Es hängt sehr viel davon ab, in welcher Stimmlage man spricht und davon ob man aufrecht geht, wie man steht, welches Schritttempo man auch wählt. Davon hängte es ab, wie man mit seinem Gegenüber kommuniziert.

War für Sie die Begegnung mit Pferden neu?
Ich war schon einmal auf einem einwöchigen Reitseminar.

Was war der Unterschied?
Heute es ist nur ums Kommunizieren auf nonverbale Ebene gegangen. Wir sollten keine Zügel verwenden und die Pferde nach Möglichkeit auch nicht berühren. Rein mit unserer Körpersprache sollten wir den Pferden sagen, was sie machen sollen.

Hat das auf Anhieb geklappt oder ist das schwierig zu erlernen?
Bei manchen Pferden hat‘s besser geklappt, bei manchen nicht so gut.

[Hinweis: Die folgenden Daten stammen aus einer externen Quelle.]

use std::fmt;

/// Every call the client makes against the CP-Stars backend.
#[derive(Debug, Clone, PartialEq, Eq, Hash)]
pub enum Operation {
    BasicInfoStarsList,
    Star { id: i64 },
    StarByRenson { renson: String },
    StarIdentifiers { id: i64 },
    StarDatasourceAttributes { id: i64 },
    StarMagnitudesAttributes { id: i64 },
    StarMagnitudes { id: i64 },
    StarMotions { id: i64 },
    StarRadialVelocities { id: i64 },
    StarLightCurveMeasurements { id: i64 },
    StarSpectraMeasurements { id: i64 },
    SimbadExternalDetails { star_name: String },
    VizierMetadata { star_name: String },
    Datasources,
    Datasource { id: i64 },
}

impl Operation {
    /// Stable operation name, used in logs and error messages.
    pub fn name(&self) -> &'static str {
        match self {
            Self::BasicInfoStarsList => "get_basic_info_stars_list",
            Self::Star { .. } => "get_star",
            Self::StarByRenson { .. } => "get_star_by_renson_id",
            Self::StarIdentifiers { .. } => "get_star_identifiers",
            Self::StarDatasourceAttributes { .. } => "get_star_datasource_attributes",
            Self::StarMagnitudesAttributes { .. } => "get_star_magnitudes_attributes",
            Self::StarMagnitudes { .. } => "get_star_magnitudes",
            Self::StarMotions { .. } => "get_star_motions",
            Self::StarRadialVelocities { .. } => "get_star_radial_velocities",
            Self::StarLightCurveMeasurements { .. } => "get_star_light_curve_measurements",
            Self::StarSpectraMeasurements { .. } => "get_star_spectra_measurements",
            Self::SimbadExternalDetails { .. } => "get_simbad_external_details",
            Self::VizierMetadata { .. } => "get_vizier_metadata",
            Self::Datasources => "get_datasources",
            Self::Datasource { .. } => "get_datasource",
        }
    }

    /// Path segments below the host address. Segments are raw; the transport
    /// percent-encodes them.
    pub fn path_segments(&self) -> Vec<String> {
        let star = |id: &i64, rest: &[&str]| {
            let mut segments = vec!["stars".to_string(), id.to_string()];
            segments.extend(rest.iter().map(|s| s.to_string()));
            segments
        };

        match self {
            Self::BasicInfoStarsList => vec!["stars".to_string()],
            Self::Star { id } => star(id, &[]),
            Self::StarByRenson { renson } => {
                vec!["stars".to_string(), "renson".to_string(), renson.clone()]
            }
            Self::StarIdentifiers { id } => star(id, &["identifiers"]),
            Self::StarDatasourceAttributes { id } => star(id, &["attributes"]),
            Self::StarMagnitudesAttributes { id } => star(id, &["magnitudes", "attributes"]),
            Self::StarMagnitudes { id } => star(id, &["magnitudes"]),
            Self::StarMotions { id } => star(id, &["motions"]),
            Self::StarRadialVelocities { id } => star(id, &["radial-velocities"]),
            Self::StarLightCurveMeasurements { id } => star(id, &["light-curve"]),
            Self::StarSpectraMeasurements { id } => star(id, &["spectrum"]),
            Self::SimbadExternalDetails { .. } => {
                vec!["external-services".to_string(), "simbad".to_string()]
            }
            Self::VizierMetadata { .. } => {
                vec!["external-services".to_string(), "vizier".to_string()]
            }
            Self::Datasources => vec!["datasources".to_string()],
            Self::Datasource { id } => vec!["datasources".to_string(), id.to_string()],
        }
    }

    pub fn query(&self) -> Vec<(&'static str, String)> {
        match self {
            Self::SimbadExternalDetails { star_name } | Self::VizierMetadata { star_name } => {
                vec![("starName", star_name.clone())]
            }
            _ => Vec::new(),
        }
    }
}

impl fmt::Display for Operation {
    fn fmt(&self, f: &mut fmt::Formatter<'_>) -> fmt::Result {
        write!(f, "{} /{}", self.name(), self.path_segments().join("/"))?;
        let query = self.query();
        if !query.is_empty() {
            let pairs: Vec<String> = query.iter().map(|(k, v)| format!("{}={}", k, v)).collect();
            write!(f, "?{}", pairs.join("&"))?;
        }
        Ok(())
    }
}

Aber mit der Hilfe der Seminarleiterin hat das bald insgesamt ganz gut geklappt.

Haben Sie in der Schule auch schon andere nonverbale Kommunikation gelernt?
Wir haben im Unterricht den theoretischen Stoff gelernt und hier dann auch eingesetzt.

Was haben Sie da gelernt?
Über Stimmlage, Haltung, Gangart, auch Mimik, Gestik,

Hat dieses Lernen Auswirkungen auf Ihre Alltagskommunikation?
Auf jeden Fall, denke schon. Ich werde diese Taktiken auf jeden Fall anwenden zum Beispiel bei Bewerbungsgesprächen.

Beobachtet man nach solchem Wissen andere ganz anders?
Ja, zum Beispiel, wenn ich Interviews im Fernsehen sehe, fallen mir gewisse Verwendungen von Techniken schon auf, zum Beispiel Angela Merkel, wenn sie immer ihre Fingerpistole verwendet.